What are you doing with the two panned results? Unless you are summing them to mono there is no hump....

I am using the two output signals to drive individual VCAs . If for example I put a 5V DC signal into each of the two input nodes, and then set the resistors so that the output of the opamp reads 5V when the pot is either hard left of hard right, I then get a hump when the pot is in the middle (eg 6-7V).

This is for control signals, not audio, so I want as close as possible to constant voltage within my limitations
 
squarewave said:
Not sure if this helps your situation but I highly regard the circuits in D. Self Small Signal Audio Design which suggests this circuit from page 438 for panning with near ideal sin/sin^2 behavior:

Thanks, I tried something similar to this in the beginning, but unfortunately at the moment I need to do this with a single mono pot AND be able to create the two outputs as described above.
 
If you want the sum of two DC voltages to be hump free then you need the same total gain irrespective of the pan pot position. To do this make the pan  pot R equal to the input series R. Unloaded tis will have 6dB loss at extremes and 12dB loss each side in the middle. To make it unloaded the right hand Rs need to be much higher than the pan pot R. Perhaps buffer each pan pot output with a fet non-inverting buffer and sum the outputs.

Cheers

Ian
 
I guess I wasn't clear, the philosophy between pan laws is concerned about how the two results are eventually used.  If a mono stem is separated into two stereo feeds for say playback in a listening room, the constant power (both legs down -3dB at center) will result in similar perceived sound level as a signal is panned left to right. That said if/when this stereo mix gets summed to mono there will be more than unity signal present when panned center. 

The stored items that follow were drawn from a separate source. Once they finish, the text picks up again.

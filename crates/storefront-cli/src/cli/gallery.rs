use anyhow::Result;
use clap::Args;
use std::path::Path;
use storefront::gallery::{GalleryImage, Lightbox};

#[derive(Args)]
pub struct GalleryArgs {
    /// Image paths in gallery order
    #[arg(required = true)]
    images: Vec<String>,

    /// Image to open first (1-based)
    #[arg(long, default_value = "1")]
    open: usize,

    /// Navigation steps: next, prev, close, or a 1-based image number
    #[arg(long = "nav")]
    steps: Vec<String>,
}

fn caption(src: &str) -> String {
    Path::new(src)
        .file_stem()
        .and_then(|stem| stem.to_str())
        .unwrap_or(src)
        .replace(['-', '_'], " ")
}

fn print_current(lightbox: &Lightbox) {
    match (lightbox.current(), lightbox.counter()) {
        (Some(image), Some(counter)) => println!("{}  {}  ({})", counter, image.src, image.alt),
        _ => println!("closed"),
    }
}

pub async fn execute(args: GalleryArgs) -> Result<()> {
    let images = args
        .images
        .iter()
        .map(|src| GalleryImage::new(src.clone(), caption(src)))
        .collect();
    let mut lightbox = Lightbox::new(images);

    lightbox.open(args.open.saturating_sub(1))?;
    print_current(&lightbox);

    for step in &args.steps {
        match step.as_str() {
            "next" => {
                lightbox.next();
            },
            "prev" | "previous" => {
                lightbox.previous();
            },
            "close" => lightbox.close(),
            number => {
                let index: usize = number
                    .parse()
                    .map_err(|_| anyhow::anyhow!("Invalid navigation step: {}", number))?;
                lightbox.jump_to(index.saturating_sub(1))?;
            },
        }
        print_current(&lightbox);
    }

    Ok(())
}
pub mod config;
pub mod search;
pub mod submission;
pub mod templates;
pub mod types;
pub mod validator;

pub use config::ConfigService;
pub use search::{filter, Catalog, EmptyState, IndicatorChange, SearchService};
pub use submission::{
    AnalyticsSink, FeedbackSink, NoopAnalytics, NullFeedback, SimulatedTransport,
    SubmissionCoordinator, SubmissionState, SubmitControl, SubmitOutcome, TracingAnalytics,
    Transport, UiEvent,
};
pub use templates::ResponseTemplates;
pub use types::{
    EmptyStateSignal, EnquiryKind, FieldKind, FieldSpec, FilterOutcome, FormDefinition,
    FormPurpose, FormValues, Location, ModalAction, Notification, NotificationLevel,
    ProductCatalog, SearchQuery, SearchableItem, SiteConfig, SubmissionPayload, SuccessModal,
    ValidationResult, ENQUIRY_TYPE_FIELD,
};
pub use validator::{validate, validate_all, validate_form};
use super::load_config;
use anyhow::Result;
use clap::Args;
use std::path::PathBuf;
use std::sync::{Arc, Mutex, PoisonError};
use storefront::debounce::Debouncer;
use storefront::services::{Catalog, FilterOutcome, SearchService};
use tokio::io::{AsyncBufReadExt, BufReader};

#[derive(Args)]
pub struct SearchArgs {
    /// Search query (empty shows everything)
    #[arg(default_value = "")]
    query: String,

    /// Catalog file (.json, .yaml or .yml); defaults to the configured products
    #[arg(long)]
    catalog: Option<PathBuf>,

    /// Read queries from stdin, one per line, debounced like keystrokes
    #[arg(long)]
    interactive: bool,
}

fn print_outcome(service: &SearchService, outcome: &FilterOutcome) {
    if let Some(message) = service.indicator().message() {
        println!("{}", message);
        return;
    }

    for item in service.visible(outcome) {
        match &item.price {
            Some(price) => println!("{}  {}  ({})", item.id, item.title, price),
            None => println!("{}  {}", item.id, item.title),
        }
    }
    println!("{} matching", outcome.match_count);
}

pub async fn execute(args: SearchArgs) -> Result<()> {
    let config = load_config()?;
    let catalog = match &args.catalog {
        Some(path) => Catalog::load(path)?,
        None => Catalog::from_products(&config.products),
    };
    let mut service = SearchService::new(catalog);

    if !args.interactive {
        let outcome = service.search(&args.query);
        print_outcome(&service, &outcome);
        return Ok(());
    }

    let service = Arc::new(Mutex::new(service));
    let debouncer = {
        let service = Arc::clone(&service);
        Debouncer::new(config.search.debounce(), move |query: String| {
            let mut service = service.lock().unwrap_or_else(PoisonError::into_inner);
            let outcome = service.search(&query);
            println!("> {}", query.trim());
            print_outcome(&service, &outcome);
        })
    };

    let mut lines = BufReader::new(tokio::io::stdin()).lines();
    while let Some(line) = lines.next_line().await? {
        debouncer.schedule(line);
    }

    // Let the trailing call fire once input ends
    while debouncer.is_pending() {
        tokio::time::sleep(debouncer.wait()).await;
    }

    Ok(())
}
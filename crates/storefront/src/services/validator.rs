//! Field validation rules.
//!
//! Rules run in a fixed order and the first failing rule wins:
//! required, email shape, phone shape, textarea detail, minimum length.
//! Every rule sees the trimmed value. Validation never fails as an
//! operation; unknown combinations fall through to valid.

use super::types::{FieldKind, FieldSpec, FormValues, ValidationResult};
use crate::error::ValidationError;

/// Shortest accepted textarea when the field sets no `min_length`
pub const DEFAULT_TEXTAREA_MIN: usize = 10;

pub const EMAIL_MESSAGE: &str = "Please enter a valid email address (e.g., name@example.com)";
pub const PHONE_MESSAGE: &str =
    "Please enter a valid South African phone number (e.g., +27 12 345 6789 or 012 345 6789)";

/// Validate one value against its field spec
pub fn validate(spec: &FieldSpec, raw: &str) -> ValidationResult {
    let value = raw.trim();

    if spec.required && value.is_empty() {
        return ValidationResult::invalid(format!("{} is required.", spec.display_name()));
    }

    if spec.kind == FieldKind::Email && !value.is_empty() && !is_email_shape(value) {
        return ValidationResult::invalid(EMAIL_MESSAGE);
    }

    if spec.is_phone() && !value.is_empty() && !is_phone_number(value) {
        return ValidationResult::invalid(PHONE_MESSAGE);
    }

    let length = value.chars().count();

    if spec.kind == FieldKind::Textarea {
        let min = spec.min_length.unwrap_or(DEFAULT_TEXTAREA_MIN);
        if length < min {
            return ValidationResult::invalid(format!(
                "Please provide more details (minimum {} characters required)",
                min
            ));
        }
    } else if let Some(min) = spec.min_length {
        if !value.is_empty() && length < min {
            return ValidationResult::invalid(format!(
                "{} must be at least {} characters.",
                spec.display_name(),
                min
            ));
        }
    }

    ValidationResult::ok()
}

/// Validate every present field of a partial form snapshot, returning all
/// failures in field order.
///
/// Fields without an entry in `values` are not validated.
pub fn validate_form(fields: &[FieldSpec], values: &FormValues) -> Vec<ValidationError> {
    collect_failures(fields.iter().filter_map(|spec| {
        values.get(&spec.name).map(|raw| (spec, raw.as_str()))
    }))
}

/// Validate every field of a form definition. A field the user never
/// filled in is checked as empty.
pub fn validate_all(fields: &[FieldSpec], values: &FormValues) -> Vec<ValidationError> {
    collect_failures(fields.iter().map(|spec| {
        let raw = values.get(&spec.name).map(String::as_str).unwrap_or("");
        (spec, raw)
    }))
}

fn collect_failures<'a>(
    fields: impl Iterator<Item = (&'a FieldSpec, &'a str)>,
) -> Vec<ValidationError> {
    fields
        .filter_map(|(spec, raw)| {
            let result = validate(spec, raw);
            tracing::debug!(field = %spec.name, valid = result.valid, "validated field");
            match result.message {
                Some(message) if !result.valid => Some(ValidationError {
                    field: spec.name.clone(),
                    message,
                }),
                _ => None,
            }
        })
        .collect()
}

/// `local@domain.tld` shape: one `@`, non-empty parts, a dot inside the
/// domain with text on both sides, and no whitespace anywhere.
pub fn is_email_shape(value: &str) -> bool {
    if value.chars().any(char::is_whitespace) {
        return false;
    }
    let Some((local, domain)) = value.split_once('@') else {
        return false;
    };
    if local.is_empty() || domain.contains('@') {
        return false;
    }
    domain
        .char_indices()
        .any(|(i, c)| c == '.' && i > 0 && i + 1 < domain.len())
}

/// South African number: `0` plus nine digits, or `27`/`+27` plus nine digits.
/// Spaces, hyphens and parentheses are ignored.
pub fn is_phone_number(value: &str) -> bool {
    let clean: String = value
        .chars()
        .filter(|c| !(c.is_whitespace() || matches!(c, '-' | '(' | ')')))
        .collect();

    let all_digits = |s: &str, n: usize| s.len() == n && s.bytes().all(|b| b.is_ascii_digit());

    if let Some(rest) = clean.strip_prefix('0') {
        return all_digits(rest, 9);
    }

    let international = clean.strip_prefix('+').unwrap_or(&clean);
    international
        .strip_prefix("27")
        .is_some_and(|rest| all_digits(rest, 9))
}
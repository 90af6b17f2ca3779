use super::types::SiteConfig;
use crate::error::ServiceError;
use anyhow::{Context, Result};
use figment::{
    providers::{Env, Format, Serialized, Toml},
    Figment,
};
use std::path::{Path, PathBuf};

/// Service for configuration management
pub struct ConfigService {
    config_path: PathBuf,
}

impl ConfigService {
    /// Create a new config service
    pub fn new(project_root: &Path) -> Self {
        let config_path = project_root.join(".storefront").join("config.toml");
        Self { config_path }
    }

    pub fn config_path(&self) -> &Path {
        &self.config_path
    }

    /// Initialize configuration with defaults
    pub fn init(&self) -> Result<SiteConfig> {
        let config = SiteConfig::default();
        self.save(&config)?;
        Ok(config)
    }

    /// Load configuration from file, with env var overrides (STOREFRONT_ prefix, __ separator)
    pub fn load(&self) -> Result<SiteConfig> {
        let mut figment = Figment::from(Serialized::defaults(SiteConfig::default()));

        if self.config_path.exists() {
            figment = figment.merge(Toml::file(&self.config_path));
        }

        figment = figment.merge(Env::prefixed("STOREFRONT_").split("__"));

        let config: SiteConfig = figment.extract().context("Failed to load configuration")?;
        Ok(config)
    }

    /// Save configuration to file
    pub fn save(&self, config: &SiteConfig) -> Result<()> {
        let content = toml::to_string_pretty(config).context("Failed to serialize config")?;

        if let Some(parent) = self.config_path.parent() {
            std::fs::create_dir_all(parent).context("Failed to create config directory")?;
        }

        std::fs::write(&self.config_path, content).context("Failed to write config file")?;
        Ok(())
    }

    /// Get a configuration value by dotted key
    pub fn get(&self, key: &str) -> Result<String, ServiceError> {
        let config = self.load()?;
        let value = match key {
            "contact_email" => config.contact_email,
            "search.debounce_ms" => config.search.debounce_ms.to_string(),
            "submission.enquiry_delay_ms" => config.submission.enquiry_delay_ms.to_string(),
            "submission.contact_delay_ms" => config.submission.contact_delay_ms.to_string(),
            "submission.transport_delay_ms" => config.submission.transport_delay_ms.to_string(),
            "notifications.auto_dismiss_ms" => config.notifications.auto_dismiss_ms.to_string(),
            "notifications.enquiry_modal_ms" => config.notifications.enquiry_modal_ms.to_string(),
            "notifications.contact_modal_ms" => config.notifications.contact_modal_ms.to_string(),
            "offline.cache_name" => config.offline.cache_name,
            _ => return Err(ServiceError::NotFound(format!("config key '{}'", key))),
        };
        Ok(value)
    }

    /// Set a configuration value by dotted key
    pub fn set(&self, key: &str, value: String) -> Result<(), ServiceError> {
        let mut config = self.load()?;
        let millis = |v: &str| -> Result<u64, ServiceError> {
            v.parse().map_err(|_| {
                ServiceError::Config(format!("{} expects milliseconds, got '{}'", key, v))
            })
        };
        match key {
            "contact_email" => config.contact_email = value,
            "search.debounce_ms" => config.search.debounce_ms = millis(&value)?,
            "submission.enquiry_delay_ms" => config.submission.enquiry_delay_ms = millis(&value)?,
            "submission.contact_delay_ms" => config.submission.contact_delay_ms = millis(&value)?,
            "submission.transport_delay_ms" => {
                config.submission.transport_delay_ms = millis(&value)?
            }
            "notifications.auto_dismiss_ms" => {
                config.notifications.auto_dismiss_ms = millis(&value)?
            }
            "notifications.enquiry_modal_ms" => {
                config.notifications.enquiry_modal_ms = millis(&value)?
            }
            "notifications.contact_modal_ms" => {
                config.notifications.contact_modal_ms = millis(&value)?
            }
            "offline.cache_name" => config.offline.cache_name = value,
            _ => return Err(ServiceError::NotFound(format!("config key '{}'", key))),
        }
        self.save(&config)?;
        Ok(())
    }

    /// Check if configuration exists
    pub fn exists(&self) -> bool {
        self.config_path.exists()
    }
}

The most accurate way to make a constant voltage pan that always results in unity when summed is to use a subtractive circuit. One control generates the left signal, and the right signal is simply the input with left output subtracted from it. This approach will always mono sum to unity. 

JR
 
electric_diaries said:
Thanks, I tried something similar to this in the beginning, but unfortunately at the moment I need to do this with a single mono pot AND be able to create the two outputs as described above.
You can re-arrange the circuit (inputs across single pot with wiper grounded and so on. But I don't know if the negative impedance converter will work as expected which is the important part that gets to the center of your issue. I would use LTSpice in this case to see and nail down the specific resistor values.
 
JohnRoberts said:
The most accurate way to make a constant voltage pan that always results in unity when summed is to use a subtractive circuit. One control generates the left signal, and the right signal is simply the input with left output subtracted from it. This approach will always mono sum to unity. 

JR

I'm not sure I fully understand this, but do you mean a circuit like THIS?
 
electric_diaries said:
I'm not sure I fully understand this, but do you mean a circuit like THIS?
More like that backwards, feed the pot first with the original signal and use it as left, then substract the output of the pot to the original signal and use it as right. Then trim the center point so both have the same level.

JS
 
joaquins said:
More like that backwards, feed the pot first with the original signal and use it as left, then substract the output of the pot to the original signal and use it as right. Then trim the center point so both have the same level.

JS

Do you have a link to a schematic or article on this? I still can't quite understand how to get your subtractive method to work, unless it's in the configuration of the link I posted.

Thanks for your help!
 
abbey road d enfer said:
What about this?

It works great for simply panning between two signals, but my needs are a little more complex:

I need a way to pan between two control signals with a mono pot but have two outputs. One output should have both (or none) of the signals inverted, and the other output should have only one signal inverted.

Here is the circuit I currently have. It works well for the outputs I need, but I still have the hump in the middle. Hopefully I can reduce the hump with Ian's suggestions, but maybe there is a way to simplify this circuit?